··· Information

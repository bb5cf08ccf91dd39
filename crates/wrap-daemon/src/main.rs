//! Cursor-Wrap entry point.
//!
//! Wires together the infrastructure services and starts the Tokio runtime.
//!
//! # Architecture
//!
//! ```text
//! main()
//!  └─ load config            -- --config PATH or the platform config dir
//!  └─ UpdateMonitorInfo      -- initial topology
//!  └─ start services
//!       ├─ mouse hook        (Win32 message-loop thread, owns WrapEngine)
//!       ├─ display watcher   (Tokio task, re-enumerates monitors)
//!       └─ settings watcher  (Tokio task, re-reads the config file)
//! ```

use std::path::{Path, PathBuf};
use std::sync::{
    atomic::{AtomicBool, Ordering},
    Arc,
};
use std::time::Duration;

use anyhow::Context;
use clap::Parser;
use tracing::{debug, error, info, warn};
use tracing_subscriber::EnvFilter;
use wrap_core::TopologyStore;

use wrap_daemon::application::diagnose::build_report;
use wrap_daemon::application::refresh_topology::{MonitorEnumerator, UpdateMonitorInfo};
use wrap_daemon::application::state::SharedWrapState;
use wrap_daemon::infrastructure::input_capture::start_native_hook;
use wrap_daemon::infrastructure::screen_info::{native_enumerator, StaticMonitorEnumerator};
use wrap_daemon::infrastructure::storage::config::{
    config_file_path, load_config, save_config, AppConfig,
};

// ── CLI argument definitions ──────────────────────────────────────────────────

/// Wraps the mouse cursor around the outer edges of a multi-monitor desktop.
#[derive(Debug, Parser)]
#[command(
    name = "cursor-wrap",
    about = "Wrap the cursor from one outer edge of the desktop to the opposite one",
    version
)]
struct Cli {
    /// Path to the TOML config file.
    ///
    /// Defaults to `config.toml` in the platform config directory.
    #[arg(long, env = "CURSOR_WRAP_CONFIG")]
    config: Option<PathBuf>,

    /// Print the detected monitor topology as JSON and exit.
    #[arg(long)]
    diagnose: bool,

    /// Write a default config file (if none exists) and exit.
    #[arg(long, conflicts_with = "diagnose")]
    init_config: bool,
}

// ── Helpers ───────────────────────────────────────────────────────────────────

/// `RUST_LOG` wins; otherwise the configured level.
fn init_logging(config_level: &str) {
    let filter = EnvFilter::try_from_default_env()
        .or_else(|_| EnvFilter::try_new(config_level))
        .unwrap_or_else(|_| EnvFilter::new("info"));
    tracing_subscriber::fmt().with_env_filter(filter).init();
}

/// Pinned `[[monitors]]` take precedence over OS enumeration.
fn build_enumerator(config: &AppConfig) -> anyhow::Result<Box<dyn MonitorEnumerator>> {
    match config.static_monitors()? {
        Some(monitors) => {
            info!(count = monitors.len(), "using monitor layout from config");
            Ok(Box::new(StaticMonitorEnumerator::new(monitors)))
        }
        None => Ok(native_enumerator()?),
    }
}

fn init_config(path: &Path) -> anyhow::Result<()> {
    if path.exists() {
        println!("config already exists at {}", path.display());
        return Ok(());
    }
    save_config(path, &AppConfig::default())?;
    println!("wrote default config to {}", path.display());
    Ok(())
}

fn spawn_display_watcher(
    mut refresh: UpdateMonitorInfo,
    period: Duration,
    running: Arc<AtomicBool>,
) {
    tokio::spawn(async move {
        let mut ticker = tokio::time::interval(period);
        ticker.tick().await;
        while running.load(Ordering::Relaxed) {
            ticker.tick().await;
            match refresh.refresh() {
                Ok(outcome) => debug!(?outcome, "display poll"),
                Err(e) => warn!("monitor enumeration failed, keeping previous topology: {e}"),
            }
        }
    });
}

fn spawn_settings_watcher(
    path: PathBuf,
    state: Arc<SharedWrapState>,
    period: Duration,
    running: Arc<AtomicBool>,
) {
    tokio::spawn(async move {
        let mut ticker = tokio::time::interval(period);
        ticker.tick().await;
        while running.load(Ordering::Relaxed) {
            ticker.tick().await;
            match load_config(&path) {
                Ok(cfg) => {
                    state.apply_settings(cfg.wrap);
                    state.set_enabled(cfg.general.enabled);
                }
                Err(e) => warn!("config reload failed, keeping current settings: {e}"),
            }
        }
    });
}

// ── Entry point ───────────────────────────────────────────────────────────────

#[tokio::main]
async fn main() -> anyhow::Result<()> {
    let cli = Cli::parse();

    let config_path = config_file_path(cli.config.as_deref())?;
    let config = load_config(&config_path)
        .with_context(|| format!("loading {}", config_path.display()))?;

    init_logging(&config.general.log_level);

    if cli.init_config {
        return init_config(&config_path);
    }

    let enumerator = build_enumerator(&config)?;

    if cli.diagnose {
        let report = build_report(enumerator.as_ref())?;
        println!("{}", serde_json::to_string_pretty(&report)?);
        return Ok(());
    }

    info!(config = %config_path.display(), "Cursor-Wrap starting");

    // ── Shared state and initial topology ─────────────────────────────────────
    let store = Arc::new(TopologyStore::default());
    let state = Arc::new(SharedWrapState::new(
        Arc::clone(&store),
        config.wrap,
        config.general.enabled,
    ));

    let mut refresh = UpdateMonitorInfo::new(enumerator, Arc::clone(&store));
    if let Err(e) = refresh.refresh() {
        warn!("initial monitor enumeration failed; wrapping stays inert until it succeeds: {e}");
    }

    // Shutdown flag shared across all background services.
    let running = Arc::new(AtomicBool::new(true));

    // ── Mouse hook ────────────────────────────────────────────────────────────
    let hook = match start_native_hook(Arc::clone(&state), tokio::runtime::Handle::current()) {
        Ok(hook) => hook,
        Err(e) => {
            error!("failed to start mouse hook: {e}");
            return Err(e.into());
        }
    };

    // ── Background watchers ───────────────────────────────────────────────────
    spawn_display_watcher(
        refresh,
        Duration::from_millis(config.general.display_poll_interval_ms.max(100)),
        Arc::clone(&running),
    );
    spawn_settings_watcher(
        config_path,
        Arc::clone(&state),
        Duration::from_millis(config.general.settings_poll_interval_ms.max(100)),
        Arc::clone(&running),
    );

    // ── Ctrl-C handler ────────────────────────────────────────────────────────
    let running_clone = Arc::clone(&running);
    tokio::spawn(async move {
        match tokio::signal::ctrl_c().await {
            Ok(()) => {
                info!("shutdown signal received");
                running_clone.store(false, Ordering::Relaxed);
            }
            Err(e) => error!("failed to listen for Ctrl-C: {e}"),
        }
    });

    info!("Cursor-Wrap ready.  Press Ctrl-C to exit.");

    while running.load(Ordering::Relaxed) {
        tokio::time::sleep(Duration::from_millis(100)).await;
    }

    drop(hook);
    info!("Cursor-Wrap stopped");
    Ok(())
}

// ── Tests ─────────────────────────────────────────────────────────────────────
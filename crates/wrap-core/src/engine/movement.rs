//! Movement history kept between mouse-move events.

use crate::domain::geometry::Point;

/// Per-hook-thread movement history.
///
/// `previous` is always the last *physical* position reported by the hook,
/// never a teleport destination, so direction is measured against real
/// movement.  `last_wrap_destination` is set after a wrap and cleared as soon
/// as the cursor leaves the anti-oscillation radius around it.
#[derive(Debug, Clone, Copy, Default, PartialEq, Eq)]
pub struct WrapMovementState {
    previous: Option<Point>,
    last_wrap_destination: Option<Point>,
}

impl WrapMovementState {
    pub fn new() -> Self {
        Self::default()
    }

    /// Forgets all history.
    pub fn reset(&mut self) {
        *self = Self::default();
    }

    pub fn previous_position(&self) -> Option<Point> {
        self.previous
    }

    pub fn last_wrap_destination(&self) -> Option<Point> {
        self.last_wrap_destination
    }

    /// Movement vector from the previous position to `current`, or zero when
    /// there is no previous position yet.
    pub fn direction_to(&self, current: Point) -> (i32, i32) {
        match self.previous {
            Some(prev) => (current.x - prev.x, current.y - prev.y),
            None => (0, 0),
        }
    }

    pub fn record_position(&mut self, current: Point) {
        self.previous = Some(current);
    }

    pub fn record_wrap(&mut self, destination: Point) {
        self.last_wrap_destination = Some(destination);
    }

    pub fn clear_wrap(&mut self) {
        self.last_wrap_destination = None;
    }
}
//! End-to-end wrap scenarios.
//!
//! These tests drive [`WrapEngine`] the way the hook thread does: a stream of
//! raw mouse positions in, cursor positions out, with the topology published
//! through a shared [`TopologyStore`].

use std::sync::{Arc, Mutex};
use std::time::Duration;

use wrap_core::{
    detect_monitor_gaps, EdgeType, MonitorId, MonitorRect, MoveContext, Point, StickyTimer,
    Topology, TopologyStore, WrapEngine, WrapMode, WrapRequest, WrapSettings,
    WRAP_DISTANCE_THRESHOLD,
};

// ── Helpers ───────────────────────────────────────────────────────────────────

/// Timer that remembers the last scheduled request and never fires by itself.
#[derive(Clone, Default)]
struct ManualTimer {
    scheduled: Arc<Mutex<Option<WrapRequest>>>,
}

impl ManualTimer {
    fn take(&self) -> Option<WrapRequest> {
        self.scheduled.lock().unwrap().take()
    }
}

impl StickyTimer for ManualTimer {
    fn schedule(&mut self, _delay: Duration, request: WrapRequest) {
        *self.scheduled.lock().unwrap() = Some(request);
    }

    fn cancel(&mut self) {
        *self.scheduled.lock().unwrap() = None;
    }
}

fn engine_for(monitors: Vec<MonitorRect>) -> (WrapEngine, Arc<TopologyStore>, ManualTimer) {
    let store = Arc::new(TopologyStore::new(Topology::new(monitors)));
    let timer = ManualTimer::default();
    let engine = WrapEngine::new(Arc::clone(&store), Box::new(timer.clone()));
    (engine, store, timer)
}

fn side_by_side() -> Vec<MonitorRect> {
    vec![
        MonitorRect::new(0, 0, 0, 1920, 1080).primary(),
        MonitorRect::new(1, 1920, 0, 3840, 1080),
    ]
}

/// Feeds `path` through the engine and returns every output position.
fn drive(engine: &mut WrapEngine, ctx: &MoveContext, path: &[Point]) -> Vec<Point> {
    path.iter().map(|p| engine.handle_mouse_move(*p, ctx)).collect()
}

// ── Topology properties ───────────────────────────────────────────────────────

#[test]
fn test_touching_monitors_have_one_internal_seam() {
    let t = Topology::new(side_by_side());

    let inner: Vec<_> = t
        .edges()
        .filter(|e| !e.is_outer)
        .map(|e| (e.monitor, e.edge_type))
        .collect();

    assert_eq!(
        inner,
        vec![(MonitorId(0), EdgeType::Right), (MonitorId(1), EdgeType::Left)]
    );
    assert_eq!(t.outer_edges().len(), 6);
}

#[test]
fn test_single_monitor_every_edge_wraps_onto_itself() {
    let t = Topology::new(vec![MonitorRect::new(0, 0, 0, 1920, 1080)]);
    let id = MonitorId(0);
    let rect = *t.monitor(id).expect("monitor");

    for (p, edge) in [
        (Point::new(0, 400), EdgeType::Left),
        (Point::new(1919, 400), EdgeType::Right),
        (Point::new(800, 0), EdgeType::Top),
        (Point::new(800, 1079), EdgeType::Bottom),
    ] {
        let dest = t.get_wrap_destination(id, p, edge);
        assert!(rect.contains(dest), "{edge:?} wrap must stay on the monitor");
        assert_eq!(t.is_on_outer_edge(id, dest, WrapMode::Both), None);
    }
}

#[test]
fn test_wrap_from_top_keeps_horizontal_fraction() {
    let (mut engine, _, _) = engine_for(vec![
        MonitorRect::new(0, 0, 0, 1000, 800),
        MonitorRect::new(1, 0, -600, 1000, 200),
    ]);
    let ctx = MoveContext::default();

    let out = drive(&mut engine, &ctx, &[Point::new(250, 10), Point::new(250, 0)]);

    assert_eq!(out[0], Point::new(250, 10));
    assert_eq!(out[1], Point::new(250, 199));
}

#[test]
fn test_same_monitor_fallback_only_when_no_other_monitor_qualifies() {
    // A is outermost on both sides; B sits lower and further right.
    let layout = || {
        vec![
            MonitorRect::new(0, 0, 0, 1000, 800),
            MonitorRect::new(1, 1200, 500, 2200, 1300),
        ]
    };
    let ctx = MoveContext::default();

    let (mut level_with_b, _, _) = engine_for(layout());
    let across = drive(&mut level_with_b, &ctx, &[Point::new(20, 600), Point::new(0, 600)]);

    let (mut above_b, _, _) = engine_for(layout());
    let onto_self = drive(&mut above_b, &ctx, &[Point::new(20, 100), Point::new(0, 100)]);

    assert_eq!(across[1], Point::new(2199, 1100));
    assert_eq!(onto_self[1], Point::new(998, 100));
}

#[test]
fn test_gap_layout_wraps_onto_far_monitor_across_the_gap() {
    let (mut engine, _, _) = engine_for(vec![
        MonitorRect::new(0, 0, 0, 1920, 1080),
        MonitorRect::new(1, 2120, 0, 4040, 1080),
    ]);
    let ctx = MoveContext::default();

    let out = drive(&mut engine, &ctx, &[Point::new(1900, 540), Point::new(1919, 540)]);

    // Leaving right re-enters on the furthest left edge of another monitor.
    assert_eq!(out[1], Point::new(2120, 540));
}

#[test]
fn test_gap_detection_reports_wide_gap_only() {
    let wide = detect_monitor_gaps(&[
        MonitorRect::new(0, 0, 0, 1920, 1080),
        MonitorRect::new(1, 2120, 0, 4040, 1080),
    ]);
    let narrow = detect_monitor_gaps(&[
        MonitorRect::new(0, 0, 0, 1920, 1080),
        MonitorRect::new(1, 1930, 0, 3850, 1080),
    ]);

    assert_eq!(wide.len(), 1);
    assert_eq!(wide[0].gap, 200);
    assert!(narrow.is_empty());
}

// ── Decision engine properties ────────────────────────────────────────────────

#[test]
fn test_wrap_destination_fed_back_is_returned_unchanged() {
    let (mut engine, _, _) = engine_for(side_by_side());
    let ctx = MoveContext::default();

    let dest = engine.handle_mouse_move(Point::new(0, 540), &ctx);
    assert_ne!(dest, Point::new(0, 540));

    // The hook reports the teleported position, then a few jitters around it.
    let jitter = [dest, Point::new(dest.x - 1, dest.y), Point::new(dest.x, dest.y + 2)];
    assert_eq!(drive(&mut engine, &ctx, &jitter), jitter.to_vec());
}

#[test]
fn test_round_trip_after_leaving_threshold_radius() {
    let (mut engine, _, _) = engine_for(side_by_side());
    let ctx = MoveContext::default();

    let dest = engine.handle_mouse_move(Point::new(0, 540), &ctx);
    assert_eq!(dest, Point::new(3839, 540));

    // Move back out of the radius, then push right into the edge again.
    let out = drive(
        &mut engine,
        &ctx,
        &[
            Point::new(3839 - WRAP_DISTANCE_THRESHOLD - 10, 540),
            Point::new(3839, 540),
        ],
    );

    assert_eq!(out[1], Point::new(0, 540));
}

#[test]
fn test_drag_never_wraps_on_any_outer_edge() {
    let (mut engine, _, _) = engine_for(side_by_side());
    let dragging = MoveContext::new(WrapSettings::default(), true);
    let edges = [
        Point::new(0, 540),
        Point::new(3839, 540),
        Point::new(500, 0),
        Point::new(2500, 1079),
        Point::new(0, 0),
    ];

    assert_eq!(drive(&mut engine, &dragging, &edges), edges.to_vec());
}

#[test]
fn test_vertical_only_mode_never_wraps_sideways() {
    let (mut engine, _, _) = engine_for(side_by_side());
    let ctx = MoveContext::new(
        WrapSettings {
            wrap_mode: WrapMode::VerticalOnly,
            ..WrapSettings::default()
        },
        false,
    );
    let sides = [Point::new(0, 300), Point::new(0, 700), Point::new(3839, 700)];

    assert_eq!(drive(&mut engine, &ctx, &sides), sides.to_vec());
}

#[test]
fn test_zero_monitors_is_inert() {
    let (mut engine, _, _) = engine_for(vec![]);
    let ctx = MoveContext::default();
    let path = [Point::new(0, 0), Point::new(-1, -1), Point::new(5000, 5000)];

    assert_eq!(drive(&mut engine, &ctx, &path), path.to_vec());
}

#[test]
fn test_reconfiguration_mid_stream_uses_new_topology() {
    let (mut engine, store, _) = engine_for(side_by_side());
    let ctx = MoveContext::default();

    store.publish(Topology::new(vec![MonitorRect::new(0, 0, 0, 1920, 1080)]));

    assert_eq!(engine.handle_mouse_move(Point::new(0, 540), &ctx), Point::new(1918, 540));
}

// ── Sticky edge ───────────────────────────────────────────────────────────────

#[test]
fn test_sticky_edge_wraps_only_after_timer_fires() {
    let (mut engine, _, timer) = engine_for(side_by_side());
    let ctx = MoveContext::new(
        WrapSettings {
            sticky_edge_enabled: true,
            ..WrapSettings::default()
        },
        false,
    );

    let path = [Point::new(10, 540), Point::new(0, 540), Point::new(0, 540)];
    let out = drive(&mut engine, &ctx, &path);
    assert_eq!(out[2], Point::new(0, 540));

    let request = timer.take().expect("dwell timer armed");
    let dest = engine.on_sticky_timer_fired(request, Point::new(0, 540), &ctx);
    assert_eq!(dest, Some(Point::new(3839, 540)));

    // A second delivery of the same request is stale.
    assert_eq!(engine.on_sticky_timer_fired(request, Point::new(0, 540), &ctx), None);
}

#[test]
fn test_sticky_edge_transient_touch_does_not_wrap() {
    let (mut engine, _, timer) = engine_for(side_by_side());
    let ctx = MoveContext::new(
        WrapSettings {
            sticky_edge_enabled: true,
            ..WrapSettings::default()
        },
        false,
    );

    drive(&mut engine, &ctx, &[Point::new(0, 540), Point::new(60, 540)]);

    assert!(timer.take().is_none(), "leaving the edge cancels the dwell");
    assert!(engine.pending_sticky_edge().is_none());
}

······

● What you have to do: When a line above includes the word "thread", please list that line.

● Written solution:
//!       ├─ mouse hook        (Win32 message-loop thread, owns WrapEngine)
/// Per-hook-thread movement history.
//! These tests drive [`WrapEngine`] the way the hook thread does: a stream of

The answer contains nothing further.